Signal: Maersk is spreading risk across feedstocks, capture methods, and conversion technologies, reflecting uncertainty over cost, scalability, and regulation.


2) Efficiency still matters


Alongside fuels, the portfolio continues to include efficiency and optimisation technologies:


  • Wind-assisted propulsion and retrofit solutions

  • Routing, port call, and planning optimisation tools

  • Software that reduces idle time, fuel burn, and asset underuse


Signal: decarbonisation is not viewed as a clean break from today’s fleet. Incremental gains still compound at scale.


3) Data and visibility as core infrastructure


Several investments sit in the data layer of shipping and logistics:


  • Container and shipment tracking APIs

  • Supply chain visibility platforms

  • AI-driven procurement and negotiation tools


Signal: as regulation tightens, high-quality operational data becomes a strategic asset.


4) Venture clienting favours “plug-in” technologies


Startups highlighted through venture clienting tend to share common traits:


  • Deployable within existing operations

  • Integrate with current systems

  • Deliver measurable outcomes within PoC cycles


Signal: technologies that are interoperable and testable at scale face fewer adoption barriers than those requiring full system replacement.

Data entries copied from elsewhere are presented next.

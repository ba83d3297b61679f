//! Filesystem-backed image source.
//!
//! Scans a single directory (not recursively) for `.jpg` and `.png` files
//! and decodes them with the `image` crate.

use std::path::{Path, PathBuf};

use image::DynamicImage;
use tracing::debug;

use crate::image_pipeline::common::error::{Result, SortError};
use crate::image_pipeline::io::source::{has_supported_extension, ImageSource};
use crate::image_pipeline::sort::FilenameCollator;

pub struct DirectorySource {
    dir: PathBuf,
}

impl DirectorySource {
    pub fn new(dir: impl Into<PathBuf>) -> Self {
        Self { dir: dir.into() }
    }
}

impl ImageSource for DirectorySource {
    fn location(&self) -> String {
        self.dir.display().to_string()
    }

    fn list_images(&self) -> Result<Vec<PathBuf>> {
        let entries = std::fs::read_dir(&self.dir).map_err(|e| {
            SortError::InputReadError(format!("{}: {}", self.dir.display(), e))
        })?;

        let mut paths = Vec::new();
        for entry in entries {
            let path = entry?.path();
            if path.is_file() && has_supported_extension(&path) {
                paths.push(path);
            }
        }

        // read_dir order is platform dependent
        let collator = FilenameCollator::new()?;
        paths.sort_by(|a, b| collator.compare(&file_name(a), &file_name(b)));

        debug!("Found {} images in {}", paths.len(), self.dir.display());
        Ok(paths)
    }

    fn load_image(&self, path: &Path) -> Result<DynamicImage> {
        let bytes = std::fs::read(path).map_err(|e| {
            SortError::InputReadError(format!("{}: {}", path.display(), e))
        })?;
        decode_image(&bytes, &path.display().to_string())
    }
}

/// Decodes an in-memory JPEG or PNG, rejecting empty images.
///
/// `name` identifies the input in the error message.
pub fn decode_image(bytes: &[u8], name: &str) -> Result<DynamicImage> {
    debug!("Decoding {}, {} bytes", name, bytes.len());
    let image = image::load_from_memory(bytes)
        .map_err(|e| SortError::DecodeError(format!("{}: {}", name, e)))?;
    if image.width() == 0 || image.height() == 0 {
        return Err(SortError::InvalidDimensions(image.width(), image.height()));
    }
    Ok(image)
}

fn file_name(path: &Path) -> String {
    path.file_name()
        .map(|name| name.to_string_lossy().into_owned())
        .unwrap_or_default()
}
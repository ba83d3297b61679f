use std::fmt;
use std::time::{Duration, Instant};

/// Duration of one pipeline stage
#[derive(Debug, Clone)]
pub struct StepTiming {
    pub name: String,
    pub duration: Duration,
}

/// Stage durations of a run, in execution order
#[derive(Debug, Default)]
pub struct PipelineTimings {
    steps: Vec<StepTiming>,
}

impl PipelineTimings {
    pub fn new() -> Self {
        Self::default()
    }

    pub fn add_step(&mut self, name: impl Into<String>, duration: Duration) {
        self.steps.push(StepTiming {
            name: name.into(),
            duration,
        });
    }

    /// Stops `timer` and stores its step.
    pub fn record(&mut self, timer: Timer) {
        let (name, duration) = timer.stop();
        self.add_step(name, duration);
    }

    pub fn total_duration(&self) -> Duration {
        self.steps.iter().map(|s| s.duration).sum()
    }

    /// Summed duration of every step called `name`.
    pub fn get_step(&self, name: &str) -> Option<Duration> {
        self.steps
            .iter()
            .filter(|s| s.name == name)
            .map(|s| s.duration)
            .reduce(|a, b| a + b)
    }

    pub fn steps(&self) -> &[StepTiming] {
        &self.steps
    }
}

impl fmt::Display for PipelineTimings {
    fn fmt(&self, f: &mut fmt::Formatter<'_>) -> fmt::Result {
        let total = self.total_duration();
        writeln!(f, "Pipeline Timing Summary:")?;
        writeln!(f, "{:-<60}", "")?;
        for step in &self.steps {
            let percentage = if total.as_secs_f64() > 0.0 {
                (step.duration.as_secs_f64() / total.as_secs_f64()) * 100.0
            } else {
                0.0
            };
            writeln!(
                f,
                "{:<30} {:>12.3}ms ({:>5.1}%)",
                step.name,
                step.duration.as_secs_f64() * 1000.0,
                percentage
            )?;
        }
        writeln!(f, "{:-<60}", "")?;
        write!(f, "{:<30} {:>12.3}ms", "Total", total.as_secs_f64() * 1000.0)
    }
}

pub struct Timer {
    start: Instant,
    name: String,
}

impl Timer {
    pub fn start(name: impl Into<String>) -> Self {
        Self {
            start: Instant::now(),
            name: name.into(),
        }
    }

    pub fn stop(self) -> (String, Duration) {
        (self.name, self.start.elapsed())
    }
}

5) A portfolio built for uncertainty


Across fuels, efficiency, and data, the strategy reflects uncertainty around:


  • Which fuels scale fastest

  • How quickly regulation bites

  • When cost parity is reached


Overall thesis signal: invest early, learn fast, and retain strategic flexibility.

Concluding Remarks


Maersk Growth offers a good example of how corporate venture capital can operate in capital-intensive, regulated sectors like shipping. Rather than chasing headline returns, the model is built around learning, optionality, and deployment readiness across multiple transition pathways.


For founders, the lesson is that strategic CVC is rarely just about capital. The real value sits in access to assets, data, and operational environments, and in building technologies that can integrate into existing systems. Venture clienting, in particular, rewards solutions that are measurable, interoperable, and deployable today.


One side note that stood out while reviewing the portfolio is how much innovation remains framed around net-zero. That focus is understandable given regulatory pressure, but it raises a broader question: how much shipping innovation is being pushed to think beyond net-zero altogether? Beyond fuel substitution and efficiency, there may be space for deeper shifts in how maritime trade is structured and scaled.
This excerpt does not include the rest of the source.